[Start of section]
//! The most-voted active elections.
use std::sync::Arc;

use trustvote_interface::services::contract::ContractReader;
use trustvote_interface::{AccountAddress, Clock, Election, ElectionId, ElectionStatus};

use crate::scope::ScopeToken;
use crate::{ClientError, Route};

/// One row of the board.
#[derive(Debug, Clone, PartialEq, Eq)]
pub struct TopVoteEntry {
    /// The election.
    pub election: Election,
    /// Status when the board was fetched.
    pub status: ElectionStatus,
    /// Rounded share of eligible voters that have voted.
    pub participation_percent: u64,
}

/// Lists the contract's top-voted active elections.
pub struct TopVoteBoard<R> {
    reader: Arc<R>,
    clock: Arc<dyn Clock>,
    scope: ScopeToken,
}

impl<R: ContractReader> TopVoteBoard<R> {
    /// Creates a board.
    pub fn new(reader: Arc<R>, clock: Arc<dyn Clock>, scope: ScopeToken) -> Self {
        Self {
            reader,
            clock,
            scope,
        }
    }

    /// Fetches the board, in the contract's ranking.
    pub async fn load(&self) -> Result<Vec<TopVoteEntry>, ClientError> {
        let elections = self
            .scope
            .run(self.reader.top_voted_active_elections())
            .await?
            .map_err(ClientError::read)?;
        let now = self.clock.now();
        Ok(elections
            .into_iter()
            .map(|election| TopVoteEntry {
                status: election.status(now),
                participation_percent: election.participation_percent(),
                election,
            })
            .collect())
    }

    /// Where selecting `election` leads: its ballot if `viewer` is whitelisted,
    /// its results otherwise.
    pub async fn route_for(
        &self,
        viewer: Option<AccountAddress>,
        election: ElectionId,
    ) -> Result<Route, ClientError> {
        let eligible = self.eligible(viewer).await?;
        Ok(route(&eligible, election))
    }

    /// [`TopVoteBoard::route_for`] for every entry, reading the viewer's
    /// eligible elections once.
    pub async fn routes(
        &self,
        viewer: Option<AccountAddress>,
        entries: &[TopVoteEntry],
    ) -> Result<Vec<Route>, ClientError> {
        let eligible = self.eligible(viewer).await?;
        Ok(entries
            .iter()
            .map(|entry| route(&eligible, entry.election.id))
            .collect())
    }

    async fn eligible(&self, viewer: Option<AccountAddress>) -> Result<Vec<ElectionId>, ClientError> {
        let Some(viewer) = viewer else {
            return Ok(Vec::new());
        };
        self.scope
            .run(self.reader.voter_elections(viewer))
            .await?
            .map_err(ClientError::read)
    }
}

fn route(eligible: &[ElectionId], election: ElectionId) -> Route {
    if eligible.contains(&election) {
        Route::Vote(election)
    } else {
        Route::Result(election)
    }
}
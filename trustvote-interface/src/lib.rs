#![deny(missing_docs)]
#![doc = include_str!("../README.md")]

mod address;
mod election;
mod time;

pub mod services;

pub use address::*;
pub use election::*;
pub use time::*;
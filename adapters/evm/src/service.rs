use std::sync::Arc;

use async_trait::async_trait;
use ethers_core::types::transaction::eip2718::TypedTransaction;
use ethers_core::types::{Address, Bytes, Eip1559TransactionRequest, H256, U64};
use ethers_providers::{Middleware, PendingTransaction};
use trustvote_interface::services::contract::{
    Confirmation, ContractReader, ContractWriter, TxHash,
};
use trustvote_interface::{
    AccountAddress, Candidate, CandidateId, Election, ElectionDraft, ElectionId,
};

use crate::contract::{GET_ELECTIONS_BY_ORGANIZER, GET_ELECTIONS_BY_VOTER};
use crate::{EvmAdapterError, TrustVoteContract};

/// Blocks to wait for after inclusion before a transaction counts as confirmed.
pub const DEFAULT_CONFIRMATIONS: usize = 1;

/// The TrustVote contract reached through an `ethers` middleware stack.
#[derive(Debug, Clone)]
pub struct EvmTrustVote<M> {
    client: Arc<M>,
    address: Address,
    contract: TrustVoteContract,
    confirmations: usize,
}

impl<M: Middleware + 'static> EvmTrustVote<M> {
    /// Binds the contract deployed at `address`.
    pub fn new(client: Arc<M>, address: AccountAddress) -> Result<Self, EvmAdapterError> {
        Ok(Self {
            client,
            address: Address::from(*address.as_bytes()),
            contract: TrustVoteContract::new()?,
            confirmations: DEFAULT_CONFIRMATIONS,
        })
    }

    /// Sets how many blocks [`ContractWriter::wait_for_confirmation`] waits for.
    pub fn with_confirmations(mut self, confirmations: usize) -> Self {
        self.confirmations = confirmations.max(1);
        self
    }

    /// Address of the bound contract.
    pub fn contract_address(&self) -> AccountAddress {
        AccountAddress::new(self.address.0)
    }

    fn request(&self, data: Bytes) -> TypedTransaction {
        Eip1559TransactionRequest::new()
            .to(self.address)
            .data(data)
            .into()
    }

    async fn call(&self, data: Bytes) -> Result<Bytes, EvmAdapterError> {
        self.client
            .call(&self.request(data), None)
            .await
            .map_err(|e| EvmAdapterError::Middleware(e.to_string()))
    }

    async fn send(&self, data: Bytes) -> Result<TxHash, EvmAdapterError> {
        let pending = self
            .client
            .send_transaction(self.request(data), None)
            .await
            .map_err(|e| EvmAdapterError::Middleware(e.to_string()))?;
        let tx_hash = TxHash(pending.tx_hash().0);
        tracing::info!(%tx_hash, "Submitted transaction");
        Ok(tx_hash)
    }
}

#[async_trait]
impl<M: Middleware + 'static> ContractReader for EvmTrustVote<M> {
    type Error = EvmAdapterError;

    async fn organizer_elections(
        &self,
        organizer: AccountAddress,
    ) -> Result<Vec<ElectionId>, Self::Error> {
        let data = self.contract.organizer_elections_call_data(&organizer)?;
        let output = self.call(data).await?;
        self.contract
            .decode_election_ids(GET_ELECTIONS_BY_ORGANIZER, &output)
    }

    async fn voter_elections(&self, voter: AccountAddress) -> Result<Vec<ElectionId>, Self::Error> {
        let data = self.contract.voter_elections_call_data(&voter)?;
        let output = self.call(data).await?;
        self.contract
            .decode_election_ids(GET_ELECTIONS_BY_VOTER, &output)
    }

    async fn election(&self, id: ElectionId) -> Result<Election, Self::Error> {
        let data = self.contract.get_election_call_data(id)?;
        let output = self.call(data).await?;
        self.contract.decode_election(&output)
    }

    async fn candidates(&self, id: ElectionId) -> Result<Vec<Candidate>, Self::Error> {
        let data = self.contract.get_candidates_call_data(id)?;
        let output = self.call(data).await?;
        self.contract.decode_candidates(&output)
    }

    async fn top_voted_active_elections(&self) -> Result<Vec<Election>, Self::Error> {
        let data = self.contract.top_voted_call_data()?;
        let output = self.call(data).await?;
        self.contract.decode_top_voted(&output)
    }
}

#[async_trait]
impl<M: Middleware + 'static> ContractWriter for EvmTrustVote<M> {
    type Error = EvmAdapterError;

    async fn create_election(&self, draft: &ElectionDraft) -> Result<TxHash, Self::Error> {
        let data = self.contract.create_election_call_data(draft)?;
        self.send(data).await
    }

    async fn cast_vote(
        &self,
        election: ElectionId,
        candidate: CandidateId,
    ) -> Result<TxHash, Self::Error> {
        let data = self.contract.vote_call_data(election, candidate)?;
        self.send(data).await
    }

    async fn wait_for_confirmation(&self, tx_hash: TxHash) -> Result<Confirmation, Self::Error> {
        let receipt = PendingTransaction::new(H256(tx_hash.0), self.client.provider())
            .confirmations(self.confirmations)
            .await
            .map_err(|e| EvmAdapterError::Middleware(e.to_string()))?
            .ok_or_else(|| EvmAdapterError::Dropped(tx_hash.to_string()))?;

        let confirmation = if receipt.status == Some(U64::from(1)) {
            Confirmation::Succeeded
        } else {
            Confirmation::Reverted
        };
        tracing::info!(%tx_hash, block = ?receipt.block_number, ?confirmation, "Transaction included");
        Ok(confirmation)
    }
}
use std::fmt;
use std::str::FromStr;

use serde::{Deserialize, Deserializer, Serialize, Serializer};
use thiserror::Error;

/// Length of an account address, in bytes.
pub const ADDRESS_LEN: usize = 20;

/// Errors produced when parsing an [`AccountAddress`] from text.
#[derive(Debug, Clone, PartialEq, Eq, Error)]
pub enum AddressParseError {
    /// The input was empty after trimming.
    #[error("address is empty")]
    Empty,
    /// The input does not start with the `0x` prefix.
    #[error("address must start with 0x")]
    MissingPrefix,
    /// The input does not have exactly 40 hex digits after the prefix.
    #[error("address must have {expected} hex characters after 0x, got {got}")]
    InvalidLength {
        /// Expected number of hex characters.
        expected: usize,
        /// Number of characters found.
        got: usize,
    },
    /// The input contains a character outside `[0-9a-fA-F]`.
    #[error("address contains a non-hex character")]
    InvalidHex,
}

/// A 20-byte account address of the EVM chain the voting contract lives on.
///
/// The textual form is `0x` followed by exactly 40 hex characters. Upper and
/// lower case digits are both accepted; the canonical form is lower case.
#[derive(Clone, Copy, PartialEq, Eq, Hash, PartialOrd, Ord)]
pub struct AccountAddress([u8; ADDRESS_LEN]);

impl AccountAddress {
    /// Wraps raw address bytes.
    pub const fn new(bytes: [u8; ADDRESS_LEN]) -> Self {
        Self(bytes)
    }

    /// The raw address bytes.
    pub fn as_bytes(&self) -> &[u8; ADDRESS_LEN] {
        &self.0
    }
}

impl From<[u8; ADDRESS_LEN]> for AccountAddress {
    fn from(bytes: [u8; ADDRESS_LEN]) -> Self {
        Self(bytes)
    }
}

impl FromStr for AccountAddress {
    type Err = AddressParseError;

    fn from_str(s: &str) -> Result<Self, Self::Err> {
        if s.trim().is_empty() {
            return Err(AddressParseError::Empty);
        }
        let digits = s
            .strip_prefix("0x")
            .ok_or(AddressParseError::MissingPrefix)?;
        if digits.len() != ADDRESS_LEN * 2 {
            return Err(AddressParseError::InvalidLength {
                expected: ADDRESS_LEN * 2,
                got: digits.len(),
            });
        }
        if !digits.bytes().all(|b| b.is_ascii_hexdigit()) {
            return Err(AddressParseError::InvalidHex);
        }

        let mut bytes = [0u8; ADDRESS_LEN];
        hex::decode_to_slice(digits, &mut bytes).map_err(|_| AddressParseError::InvalidHex)?;
        Ok(Self(bytes))
    }
}

impl fmt::Display for AccountAddress {
    fn fmt(&self, f: &mut fmt::Formatter<'_>) -> fmt::Result {
        write!(f, "0x{}", hex::encode(self.0))
    }
}

impl fmt::Debug for AccountAddress {
    fn fmt(&self, f: &mut fmt::Formatter<'_>) -> fmt::Result {
        fmt::Display::fmt(self, f)
    }
}

impl Serialize for AccountAddress {
    fn serialize<S: Serializer>(&self, serializer: S) -> Result<S::Ok, S::Error> {
        serializer.serialize_str(&self.to_string())
    }
}

impl<'de> Deserialize<'de> for AccountAddress {
    fn deserialize<D: Deserializer<'de>>(deserializer: D) -> Result<Self, D::Error> {
        let s = String::deserialize(deserializer)?;
        s.parse().map_err(serde::de::Error::custom)
    }
}
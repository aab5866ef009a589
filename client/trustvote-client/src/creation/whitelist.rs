use thiserror::Error;
use trustvote_interface::{AccountAddress, AddressParseError};

/// Why an address was not added to the whitelist.
#[derive(Debug, Clone, PartialEq, Eq, Error)]
pub enum WhitelistError {
    /// Nothing was entered.
    #[error("address is empty")]
    EmptyInput,
    /// The input is not `0x` followed by 40 hex characters.
    #[error("invalid address {input:?}: {reason}")]
    InvalidFormat {
        /// The rejected input.
        input: String,
        /// Parser error.
        reason: AddressParseError,
    },
    /// The address is already on the list.
    #[error("address {0} is already whitelisted")]
    Duplicate(AccountAddress),
    /// The dialog cannot be saved with an empty list.
    #[error("the whitelist needs at least one address")]
    EmptyList,
}

/// Parses a whitelist entry.
pub fn parse_whitelist_entry(input: &str) -> Result<AccountAddress, WhitelistError> {
    let input = input.trim();
    if input.is_empty() {
        return Err(WhitelistError::EmptyInput);
    }
    input
        .parse()
        .map_err(|reason| WhitelistError::InvalidFormat {
            input: input.to_string(),
            reason,
        })
}

/// The whitelist dialog: a working copy of the list, committed to the form on save.
#[derive(Debug, Clone, Default, PartialEq, Eq)]
pub struct WhitelistDialog {
    entries: Vec<String>,
}

impl WhitelistDialog {
    /// Opens the dialog on the form's current list.
    pub fn open(entries: &[String]) -> Self {
        Self {
            entries: entries.to_vec(),
        }
    }

    /// The working list.
    pub fn entries(&self) -> &[String] {
        &self.entries
    }

    /// Adds an address. Rejected input leaves the list unchanged.
    ///
    /// Duplicates are detected on the parsed address, so the same account in a
    /// different letter case is rejected too.
    pub fn add(&mut self, input: &str) -> Result<AccountAddress, WhitelistError> {
        let address = parse_whitelist_entry(input)?;
        let duplicate = self
            .entries
            .iter()
            .any(|entry| entry.parse::<AccountAddress>().ok() == Some(address));
        if duplicate {
            return Err(WhitelistError::Duplicate(address));
        }
        self.entries.push(input.trim().to_string());
        Ok(address)
    }

    /// Removes an address. Returns whether it was on the list.
    pub fn remove(&mut self, address: &AccountAddress) -> bool {
        let before = self.entries.len();
        self.entries
            .retain(|entry| entry.parse::<AccountAddress>().ok() != Some(*address));
        self.entries.len() != before
    }

    /// Closes the dialog, returning the list to store in the form.
    pub fn save(self) -> Result<Vec<String>, WhitelistError> {
        if self.entries.is_empty() {
            return Err(WhitelistError::EmptyList);
        }
        Ok(self.entries)
    }
}

#[cfg(test)]
mod tests {
    use super::*;

    const ALICE: &str = "0x70997970c51812dc3a010c7d01b50e0d17dc79c8";

    #[test]
    fn rejects_bad_input_and_keeps_the_list() {
        let mut dialog = WhitelistDialog::default();
        dialog.add(ALICE).unwrap();

        assert_eq!(dialog.add("   "), Err(WhitelistError::EmptyInput));
        assert!(matches!(
            dialog.add("0xzz997970c51812dc3a010c7d01b50e0d17dc79c8"),
            Err(WhitelistError::InvalidFormat { .. })
        ));
        assert!(matches!(
            dialog.add(&ALICE[..41]),
            Err(WhitelistError::InvalidFormat { .. })
        ));
        assert!(matches!(
            dialog.add(&ALICE[2..]),
            Err(WhitelistError::InvalidFormat { .. })
        ));
        assert!(matches!(dialog.add(ALICE), Err(WhitelistError::Duplicate(_))));
        assert!(matches!(
            dialog.add(&ALICE.to_uppercase().replacen("0X", "0x", 1)),
            Err(WhitelistError::Duplicate(_))
        ));
        assert_eq!(dialog.entries(), [ALICE.to_string()]);
    }

    #[test]
    fn remove_and_save() {
        let mut dialog = WhitelistDialog::open(&[ALICE.to_string()]);
        let alice: AccountAddress = ALICE.parse().unwrap();
        assert!(dialog.remove(&alice));
        assert!(!dialog.remove(&alice));
        assert_eq!(dialog.clone().save(), Err(WhitelistError::EmptyList));

        dialog.add(ALICE).unwrap();
        assert_eq!(dialog.save().unwrap(), vec![ALICE.to_string()]);
    }
}
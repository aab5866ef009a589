//! Read and write access to the voting contract.
use std::fmt::{self, Debug, Display};
use std::str::FromStr;

use async_trait::async_trait;
use serde::{Deserialize, Serialize};

use crate::{AccountAddress, Candidate, CandidateId, Election, ElectionDraft, ElectionId};

/// Hash of a submitted transaction.
#[derive(Clone, Copy, PartialEq, Eq, Hash, Serialize, Deserialize)]
pub struct TxHash(pub [u8; 32]);

impl Display for TxHash {
    fn fmt(&self, f: &mut fmt::Formatter<'_>) -> fmt::Result {
        write!(f, "0x{}", hex::encode(self.0))
    }
}

impl Debug for TxHash {
    fn fmt(&self, f: &mut fmt::Formatter<'_>) -> fmt::Result {
        Display::fmt(self, f)
    }
}

impl FromStr for TxHash {
    type Err = hex::FromHexError;

    fn from_str(s: &str) -> Result<Self, Self::Err> {
        let s = s.strip_prefix("0x").unwrap_or(s);
        let mut bytes = [0u8; 32];
        hex::decode_to_slice(s, &mut bytes)?;
        Ok(TxHash(bytes))
    }
}

/// Outcome of waiting for a transaction to be included in a block.
#[derive(Debug, Clone, Copy, PartialEq, Eq, Serialize, Deserialize)]
pub enum Confirmation {
    /// The transaction was included and executed successfully.
    Succeeded,
    /// The transaction was included but reverted.
    Reverted,
}

/// The read side of the voting contract.
#[async_trait]
pub trait ContractReader: Send + Sync + 'static {
    /// The error type for fallible methods.
    type Error: Debug + Display + Send + Sync;

    /// Identifiers of the elections created by `organizer`, in contract order.
    async fn organizer_elections(
        &self,
        organizer: AccountAddress,
    ) -> Result<Vec<ElectionId>, Self::Error>;

    /// Identifiers of the elections `voter` is whitelisted for, in contract order.
    async fn voter_elections(&self, voter: AccountAddress) -> Result<Vec<ElectionId>, Self::Error>;

    /// The detail record of one election.
    async fn election(&self, id: ElectionId) -> Result<Election, Self::Error>;

    /// The candidates of one election, with their current vote counts.
    async fn candidates(&self, id: ElectionId) -> Result<Vec<Candidate>, Self::Error>;

    /// The active elections with the most votes, as ranked by the contract.
    async fn top_voted_active_elections(&self) -> Result<Vec<Election>, Self::Error>;

    /// Fetches many detail records at once.
    ///
    /// The outer `Result` reports a failure of the batch as a whole; the inner
    /// results report each record individually, in the order of `ids`. The
    /// default implementation issues the single reads concurrently.
    async fn elections(
        &self,
        ids: &[ElectionId],
    ) -> Result<Vec<Result<Election, Self::Error>>, Self::Error> {
        let reads = ids.iter().map(|id| self.election(*id));
        Ok(futures::future::join_all(reads).await)
    }
}

/// The write side of the voting contract.
///
/// Submitting returns as soon as the transaction has been accepted by the
/// node; [`ContractWriter::wait_for_confirmation`] resolves once it has been
/// included in a block.
#[async_trait]
pub trait ContractWriter: Send + Sync + 'static {
    /// The error type for fallible methods.
    type Error: Debug + Display + Send + Sync;

    /// Submits an election-creation transaction.
    async fn create_election(&self, draft: &ElectionDraft) -> Result<TxHash, Self::Error>;

    /// Submits a vote for `candidate` in `election`.
    async fn cast_vote(
        &self,
        election: ElectionId,
        candidate: CandidateId,
    ) -> Result<TxHash, Self::Error>;

    /// Waits until `tx_hash` is included and reports whether it succeeded.
    async fn wait_for_confirmation(&self, tx_hash: TxHash) -> Result<Confirmation, Self::Error>;
}
//! Creates a test time entry from business, client, project and service names.

use std::io::Write;

use anyhow::{Context, Result};
use chrono::{DateTime, Utc};
use fb_api::models::NewTimeEntry;
use fb_api::{Client, Prompter, ServicePolicy, Transport};

use crate::commands::lookup;
use crate::commands::util::format_started_at;

const VERIFY_URL: &str = "https://my.freshbooks.com/#/time-tracking/";

/// What to log and where.
#[derive(Debug, Clone)]
pub struct EntryRequest {
    pub business: String,
    pub client: String,
    pub project: String,
    pub service: String,
    pub started_at: DateTime<Utc>,
    pub duration_secs: i64,
    pub note: String,
    pub service_policy: ServicePolicy,
}

/// Resolves every name, creates the entry and reports the created record.
///
/// The entry is not rolled back if reporting fails afterwards.
pub fn run<W, T, P>(
    writer: &mut W,
    client: &Client<T>,
    prompter: &mut P,
    request: &EntryRequest,
) -> Result<()>
where
    W: Write,
    T: Transport,
    P: Prompter + ?Sized,
{
    let business = lookup::find_business(client, &request.business, prompter)?;
    let account_id = business
        .account_id
        .as_deref()
        .with_context(|| format!("business \"{}\" has no accounting account", business.name))?;
    tracing::debug!(business_id = business.id, account_id, "resolved business");

    let customer = lookup::find_customer(client, account_id, &request.client, prompter)?;
    let (project, service) = lookup::find_project_and_service(
        client,
        business.id,
        customer.id,
        &request.project,
        &request.service,
        request.service_policy,
        prompter,
    )?;
    tracing::debug!(
        client_id = customer.id,
        project_id = project.id,
        service_id = service.id,
        "resolved entry targets"
    );

    let entry = NewTimeEntry {
        client_id: customer.id,
        project_id: project.id,
        service_id: service.id,
        started_at: format_started_at(request.started_at),
        duration: request.duration_secs,
        note: request.note.clone(),
        is_logged: true,
    };
    let created = client
        .create_time_entry(business.id, &entry)
        .context("failed to create time entry")?;

    let rendered = serde_json::to_string_pretty(&created).context("failed to render response")?;
    writeln!(writer, "Response: {rendered}")?;
    writeln!(writer, "Verify time entry at {VERIFY_URL}")?;
    Ok(())
}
[End of section]
Task details:
If a line of the data holds the string "results", list it.

Worked solution:
    /// its results otherwise.
    /// results report each record individually, in the order of `ids`. The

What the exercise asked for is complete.